◆ **Work instruction**
Look through the records below for the line with "assert_eq!(pages[0].len(), 2);" and the line with "async fn test_garbage_twice_is_fatal()", then return those lines and all lines between, exactly.

[[ Records supplied, beginning ]]

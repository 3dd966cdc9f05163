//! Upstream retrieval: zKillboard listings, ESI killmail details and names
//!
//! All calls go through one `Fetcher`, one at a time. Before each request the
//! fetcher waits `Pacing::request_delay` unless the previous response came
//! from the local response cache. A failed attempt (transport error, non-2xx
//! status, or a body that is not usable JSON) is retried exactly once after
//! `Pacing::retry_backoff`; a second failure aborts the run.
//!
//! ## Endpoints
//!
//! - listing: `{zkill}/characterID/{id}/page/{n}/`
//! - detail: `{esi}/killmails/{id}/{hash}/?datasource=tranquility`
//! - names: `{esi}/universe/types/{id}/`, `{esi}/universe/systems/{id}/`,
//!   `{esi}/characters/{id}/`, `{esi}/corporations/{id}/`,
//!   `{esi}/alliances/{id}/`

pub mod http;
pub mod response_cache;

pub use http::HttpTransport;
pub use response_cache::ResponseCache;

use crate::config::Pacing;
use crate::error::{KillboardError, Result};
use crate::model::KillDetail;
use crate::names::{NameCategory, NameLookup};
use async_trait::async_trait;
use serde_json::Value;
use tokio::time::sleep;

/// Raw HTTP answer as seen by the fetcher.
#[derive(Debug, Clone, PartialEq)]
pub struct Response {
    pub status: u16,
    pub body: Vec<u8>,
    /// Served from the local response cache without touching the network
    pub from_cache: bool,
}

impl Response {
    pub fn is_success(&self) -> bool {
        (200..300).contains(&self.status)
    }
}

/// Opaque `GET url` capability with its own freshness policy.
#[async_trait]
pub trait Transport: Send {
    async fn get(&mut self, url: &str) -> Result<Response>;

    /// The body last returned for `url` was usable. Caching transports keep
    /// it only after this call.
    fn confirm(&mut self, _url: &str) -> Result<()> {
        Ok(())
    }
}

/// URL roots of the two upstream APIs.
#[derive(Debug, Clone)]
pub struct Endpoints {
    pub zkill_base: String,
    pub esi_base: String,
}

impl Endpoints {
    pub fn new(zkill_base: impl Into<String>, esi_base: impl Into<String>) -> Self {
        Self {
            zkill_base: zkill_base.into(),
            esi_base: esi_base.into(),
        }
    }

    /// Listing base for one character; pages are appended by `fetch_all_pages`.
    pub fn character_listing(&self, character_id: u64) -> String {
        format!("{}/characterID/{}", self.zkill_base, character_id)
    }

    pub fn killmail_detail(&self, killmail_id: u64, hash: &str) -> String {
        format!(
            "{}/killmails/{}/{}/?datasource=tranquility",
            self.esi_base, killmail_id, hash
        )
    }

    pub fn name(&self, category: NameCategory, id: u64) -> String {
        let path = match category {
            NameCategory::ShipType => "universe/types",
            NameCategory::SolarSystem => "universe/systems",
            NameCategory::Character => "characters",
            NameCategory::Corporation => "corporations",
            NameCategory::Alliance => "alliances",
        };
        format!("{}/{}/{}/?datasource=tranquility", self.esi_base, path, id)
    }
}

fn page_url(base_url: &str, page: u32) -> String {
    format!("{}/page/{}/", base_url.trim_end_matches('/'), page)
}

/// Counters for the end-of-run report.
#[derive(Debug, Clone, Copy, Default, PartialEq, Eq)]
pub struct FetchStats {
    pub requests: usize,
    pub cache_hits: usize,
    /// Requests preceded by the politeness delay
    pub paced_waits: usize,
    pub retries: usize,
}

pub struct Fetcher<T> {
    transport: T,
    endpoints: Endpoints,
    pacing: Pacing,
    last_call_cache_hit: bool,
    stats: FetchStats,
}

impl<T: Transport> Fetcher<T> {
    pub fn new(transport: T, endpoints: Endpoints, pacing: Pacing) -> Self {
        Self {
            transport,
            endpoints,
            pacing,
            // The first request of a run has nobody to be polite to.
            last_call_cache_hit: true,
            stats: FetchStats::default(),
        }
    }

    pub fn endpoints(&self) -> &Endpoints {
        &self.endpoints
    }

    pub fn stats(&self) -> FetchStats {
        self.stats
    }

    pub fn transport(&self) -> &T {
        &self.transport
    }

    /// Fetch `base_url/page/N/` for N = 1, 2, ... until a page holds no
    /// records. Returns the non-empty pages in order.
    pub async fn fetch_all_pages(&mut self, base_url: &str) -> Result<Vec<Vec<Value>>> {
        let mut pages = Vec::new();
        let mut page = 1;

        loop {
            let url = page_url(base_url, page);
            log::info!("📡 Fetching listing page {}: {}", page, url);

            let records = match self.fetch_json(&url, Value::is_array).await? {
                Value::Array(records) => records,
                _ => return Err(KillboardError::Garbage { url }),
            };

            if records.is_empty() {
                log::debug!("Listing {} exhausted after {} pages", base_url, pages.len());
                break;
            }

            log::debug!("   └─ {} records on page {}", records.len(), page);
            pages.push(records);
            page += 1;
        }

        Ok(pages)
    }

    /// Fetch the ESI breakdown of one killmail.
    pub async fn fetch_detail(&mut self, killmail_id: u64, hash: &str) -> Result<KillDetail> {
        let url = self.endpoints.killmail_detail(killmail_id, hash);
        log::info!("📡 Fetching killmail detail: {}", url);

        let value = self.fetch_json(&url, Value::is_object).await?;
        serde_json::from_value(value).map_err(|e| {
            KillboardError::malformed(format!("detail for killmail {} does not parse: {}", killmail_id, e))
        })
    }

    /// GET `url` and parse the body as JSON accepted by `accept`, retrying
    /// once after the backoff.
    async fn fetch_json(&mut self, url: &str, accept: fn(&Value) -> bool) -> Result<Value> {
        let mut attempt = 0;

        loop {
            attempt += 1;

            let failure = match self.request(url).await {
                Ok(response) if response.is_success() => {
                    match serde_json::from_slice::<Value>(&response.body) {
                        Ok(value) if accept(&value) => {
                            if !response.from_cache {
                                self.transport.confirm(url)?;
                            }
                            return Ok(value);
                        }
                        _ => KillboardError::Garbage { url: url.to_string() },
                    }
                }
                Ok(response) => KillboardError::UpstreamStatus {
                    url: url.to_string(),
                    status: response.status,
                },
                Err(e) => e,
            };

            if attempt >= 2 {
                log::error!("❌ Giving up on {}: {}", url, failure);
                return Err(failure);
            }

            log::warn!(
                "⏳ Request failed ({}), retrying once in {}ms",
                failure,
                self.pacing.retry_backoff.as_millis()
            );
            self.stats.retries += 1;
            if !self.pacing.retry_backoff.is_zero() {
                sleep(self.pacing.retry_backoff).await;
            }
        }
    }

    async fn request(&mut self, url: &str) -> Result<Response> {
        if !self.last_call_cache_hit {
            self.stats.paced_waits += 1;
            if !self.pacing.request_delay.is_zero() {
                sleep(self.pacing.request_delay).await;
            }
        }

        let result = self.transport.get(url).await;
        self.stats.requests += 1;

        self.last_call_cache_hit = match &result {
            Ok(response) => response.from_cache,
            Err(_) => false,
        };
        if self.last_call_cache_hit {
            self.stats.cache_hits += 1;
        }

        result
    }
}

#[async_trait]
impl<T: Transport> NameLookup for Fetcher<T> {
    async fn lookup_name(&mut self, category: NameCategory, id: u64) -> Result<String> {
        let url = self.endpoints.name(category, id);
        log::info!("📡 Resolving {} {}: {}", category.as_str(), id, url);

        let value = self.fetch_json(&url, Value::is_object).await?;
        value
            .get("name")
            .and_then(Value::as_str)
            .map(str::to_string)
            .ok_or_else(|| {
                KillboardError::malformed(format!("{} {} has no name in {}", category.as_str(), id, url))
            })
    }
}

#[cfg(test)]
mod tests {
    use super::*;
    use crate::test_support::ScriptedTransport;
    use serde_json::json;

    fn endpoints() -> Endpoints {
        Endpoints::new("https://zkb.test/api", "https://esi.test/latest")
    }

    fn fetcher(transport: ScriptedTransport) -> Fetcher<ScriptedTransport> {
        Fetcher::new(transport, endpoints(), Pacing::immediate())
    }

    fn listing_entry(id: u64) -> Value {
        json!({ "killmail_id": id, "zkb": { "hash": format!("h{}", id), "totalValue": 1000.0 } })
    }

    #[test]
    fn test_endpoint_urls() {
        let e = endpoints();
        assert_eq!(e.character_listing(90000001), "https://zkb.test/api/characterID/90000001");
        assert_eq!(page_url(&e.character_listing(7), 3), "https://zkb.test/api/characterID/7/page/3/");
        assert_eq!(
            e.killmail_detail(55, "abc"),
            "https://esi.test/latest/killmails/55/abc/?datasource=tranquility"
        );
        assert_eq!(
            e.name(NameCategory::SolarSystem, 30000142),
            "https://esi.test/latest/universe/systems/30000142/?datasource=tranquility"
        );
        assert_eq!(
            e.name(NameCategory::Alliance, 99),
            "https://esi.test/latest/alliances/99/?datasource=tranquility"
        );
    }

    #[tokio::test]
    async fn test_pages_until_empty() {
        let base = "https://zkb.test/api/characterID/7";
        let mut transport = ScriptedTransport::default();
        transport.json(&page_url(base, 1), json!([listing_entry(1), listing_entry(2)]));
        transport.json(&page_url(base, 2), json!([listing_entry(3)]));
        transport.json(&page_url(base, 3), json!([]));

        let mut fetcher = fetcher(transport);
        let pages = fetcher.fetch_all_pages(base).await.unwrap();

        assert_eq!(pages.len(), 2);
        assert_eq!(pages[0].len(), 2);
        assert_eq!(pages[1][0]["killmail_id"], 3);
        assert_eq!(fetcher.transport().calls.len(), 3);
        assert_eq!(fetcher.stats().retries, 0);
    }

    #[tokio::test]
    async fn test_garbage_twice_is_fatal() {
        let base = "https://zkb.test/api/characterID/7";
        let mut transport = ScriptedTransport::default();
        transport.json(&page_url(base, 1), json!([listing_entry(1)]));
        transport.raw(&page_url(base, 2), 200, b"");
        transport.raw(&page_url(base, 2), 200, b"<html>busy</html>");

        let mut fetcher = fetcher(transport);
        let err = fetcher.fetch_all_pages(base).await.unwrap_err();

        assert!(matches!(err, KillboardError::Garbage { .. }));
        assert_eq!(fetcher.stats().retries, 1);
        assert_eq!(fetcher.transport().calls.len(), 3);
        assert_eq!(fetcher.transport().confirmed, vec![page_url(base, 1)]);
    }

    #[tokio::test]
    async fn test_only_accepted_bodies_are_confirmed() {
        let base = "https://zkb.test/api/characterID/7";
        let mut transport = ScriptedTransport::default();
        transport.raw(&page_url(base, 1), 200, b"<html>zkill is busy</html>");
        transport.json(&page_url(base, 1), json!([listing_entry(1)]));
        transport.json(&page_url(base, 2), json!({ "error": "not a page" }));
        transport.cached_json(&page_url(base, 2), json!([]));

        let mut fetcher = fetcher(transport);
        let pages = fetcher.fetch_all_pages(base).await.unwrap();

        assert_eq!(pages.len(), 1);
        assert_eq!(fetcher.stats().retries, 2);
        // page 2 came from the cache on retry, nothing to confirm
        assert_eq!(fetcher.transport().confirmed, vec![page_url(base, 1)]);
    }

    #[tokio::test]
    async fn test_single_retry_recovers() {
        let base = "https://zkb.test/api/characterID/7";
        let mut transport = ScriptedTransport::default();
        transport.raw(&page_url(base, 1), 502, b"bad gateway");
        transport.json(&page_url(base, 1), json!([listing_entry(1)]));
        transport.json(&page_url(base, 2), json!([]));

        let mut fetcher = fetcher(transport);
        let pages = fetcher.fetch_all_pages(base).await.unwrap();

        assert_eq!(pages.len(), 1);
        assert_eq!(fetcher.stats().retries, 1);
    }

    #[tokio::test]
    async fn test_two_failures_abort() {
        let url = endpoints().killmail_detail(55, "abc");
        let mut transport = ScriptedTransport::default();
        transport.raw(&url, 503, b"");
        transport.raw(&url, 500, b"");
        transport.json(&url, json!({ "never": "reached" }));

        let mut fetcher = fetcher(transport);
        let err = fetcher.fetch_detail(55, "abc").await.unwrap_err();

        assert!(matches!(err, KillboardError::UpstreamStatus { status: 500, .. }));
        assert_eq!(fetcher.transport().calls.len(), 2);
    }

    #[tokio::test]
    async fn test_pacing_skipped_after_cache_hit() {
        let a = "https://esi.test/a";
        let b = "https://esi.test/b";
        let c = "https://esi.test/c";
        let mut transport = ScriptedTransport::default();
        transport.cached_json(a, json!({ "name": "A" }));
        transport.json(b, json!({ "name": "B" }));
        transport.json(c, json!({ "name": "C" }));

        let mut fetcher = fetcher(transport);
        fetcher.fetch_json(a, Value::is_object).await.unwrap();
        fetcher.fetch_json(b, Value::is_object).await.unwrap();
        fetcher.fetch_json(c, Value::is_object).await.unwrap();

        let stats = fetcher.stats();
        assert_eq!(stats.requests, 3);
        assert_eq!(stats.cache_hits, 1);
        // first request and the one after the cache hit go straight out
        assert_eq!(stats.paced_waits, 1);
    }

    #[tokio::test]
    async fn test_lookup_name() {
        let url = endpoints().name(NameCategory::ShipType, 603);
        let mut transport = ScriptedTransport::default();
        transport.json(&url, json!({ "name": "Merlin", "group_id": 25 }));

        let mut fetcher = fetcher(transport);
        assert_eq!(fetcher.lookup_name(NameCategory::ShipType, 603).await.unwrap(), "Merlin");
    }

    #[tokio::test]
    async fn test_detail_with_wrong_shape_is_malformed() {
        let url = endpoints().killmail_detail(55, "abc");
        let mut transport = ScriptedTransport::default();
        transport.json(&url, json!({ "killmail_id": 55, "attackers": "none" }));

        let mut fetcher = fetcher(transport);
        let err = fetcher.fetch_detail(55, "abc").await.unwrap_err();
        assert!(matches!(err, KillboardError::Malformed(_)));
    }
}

[[ Records supplied, end ]]
[[ Records supplied, beginning ]]

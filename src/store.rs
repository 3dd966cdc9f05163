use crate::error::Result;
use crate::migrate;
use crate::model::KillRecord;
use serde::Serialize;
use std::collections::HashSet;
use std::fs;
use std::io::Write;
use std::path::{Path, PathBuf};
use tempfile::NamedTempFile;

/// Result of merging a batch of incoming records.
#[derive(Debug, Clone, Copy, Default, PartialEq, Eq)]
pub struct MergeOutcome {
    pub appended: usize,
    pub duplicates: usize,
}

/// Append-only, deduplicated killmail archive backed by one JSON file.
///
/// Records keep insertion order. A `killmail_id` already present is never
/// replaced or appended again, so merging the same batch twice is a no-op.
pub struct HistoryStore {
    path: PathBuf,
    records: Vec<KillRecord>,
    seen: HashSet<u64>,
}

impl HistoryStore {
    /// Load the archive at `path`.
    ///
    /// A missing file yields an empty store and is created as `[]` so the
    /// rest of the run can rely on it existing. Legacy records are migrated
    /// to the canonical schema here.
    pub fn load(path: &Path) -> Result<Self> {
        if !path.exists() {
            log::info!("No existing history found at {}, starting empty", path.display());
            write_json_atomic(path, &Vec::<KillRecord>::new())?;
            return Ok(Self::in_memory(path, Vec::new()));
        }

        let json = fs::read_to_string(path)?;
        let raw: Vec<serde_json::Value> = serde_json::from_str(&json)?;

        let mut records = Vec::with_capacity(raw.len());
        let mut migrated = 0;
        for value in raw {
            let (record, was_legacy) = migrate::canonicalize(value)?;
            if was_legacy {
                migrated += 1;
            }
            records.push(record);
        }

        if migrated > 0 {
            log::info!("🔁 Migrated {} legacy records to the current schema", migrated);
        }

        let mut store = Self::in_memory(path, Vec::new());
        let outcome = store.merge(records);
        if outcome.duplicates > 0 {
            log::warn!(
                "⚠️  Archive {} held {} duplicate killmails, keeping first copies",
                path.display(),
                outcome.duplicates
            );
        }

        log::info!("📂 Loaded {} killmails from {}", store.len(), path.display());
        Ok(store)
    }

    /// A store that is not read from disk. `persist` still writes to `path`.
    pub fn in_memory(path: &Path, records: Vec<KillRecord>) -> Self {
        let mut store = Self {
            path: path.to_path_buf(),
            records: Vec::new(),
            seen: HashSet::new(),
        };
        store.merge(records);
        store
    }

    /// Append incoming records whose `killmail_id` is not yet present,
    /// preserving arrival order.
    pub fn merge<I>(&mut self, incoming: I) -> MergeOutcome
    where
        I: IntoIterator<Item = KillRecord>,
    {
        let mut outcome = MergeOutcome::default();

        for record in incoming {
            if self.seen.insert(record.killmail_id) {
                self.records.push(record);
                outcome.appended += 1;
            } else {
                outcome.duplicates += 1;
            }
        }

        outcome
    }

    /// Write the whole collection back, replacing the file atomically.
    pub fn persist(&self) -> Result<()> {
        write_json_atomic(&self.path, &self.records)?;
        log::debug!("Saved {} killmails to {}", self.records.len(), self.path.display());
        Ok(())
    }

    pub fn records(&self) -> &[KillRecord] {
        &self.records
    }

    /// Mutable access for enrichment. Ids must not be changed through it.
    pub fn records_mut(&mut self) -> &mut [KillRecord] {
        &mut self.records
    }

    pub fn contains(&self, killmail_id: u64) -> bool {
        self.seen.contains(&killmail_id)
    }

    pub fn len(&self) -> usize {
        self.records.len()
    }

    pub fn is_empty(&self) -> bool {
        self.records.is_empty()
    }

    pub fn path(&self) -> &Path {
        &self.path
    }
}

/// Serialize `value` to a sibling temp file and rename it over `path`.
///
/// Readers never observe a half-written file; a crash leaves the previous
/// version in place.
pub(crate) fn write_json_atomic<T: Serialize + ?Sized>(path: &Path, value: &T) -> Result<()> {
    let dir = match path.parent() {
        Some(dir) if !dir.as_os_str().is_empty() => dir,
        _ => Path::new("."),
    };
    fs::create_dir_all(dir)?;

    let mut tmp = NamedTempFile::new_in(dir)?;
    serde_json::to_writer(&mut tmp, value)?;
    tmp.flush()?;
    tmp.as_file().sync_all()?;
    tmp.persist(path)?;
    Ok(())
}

[[ Records supplied, end ]]

◆ **Output of the task**
        assert_eq!(pages[0].len(), 2);
        assert_eq!(pages[1][0]["killmail_id"], 3);
        assert_eq!(fetcher.transport().calls.len(), 3);
        assert_eq!(fetcher.stats().retries, 0);
    }

    #[tokio::test]
    async fn test_garbage_twice_is_fatal() {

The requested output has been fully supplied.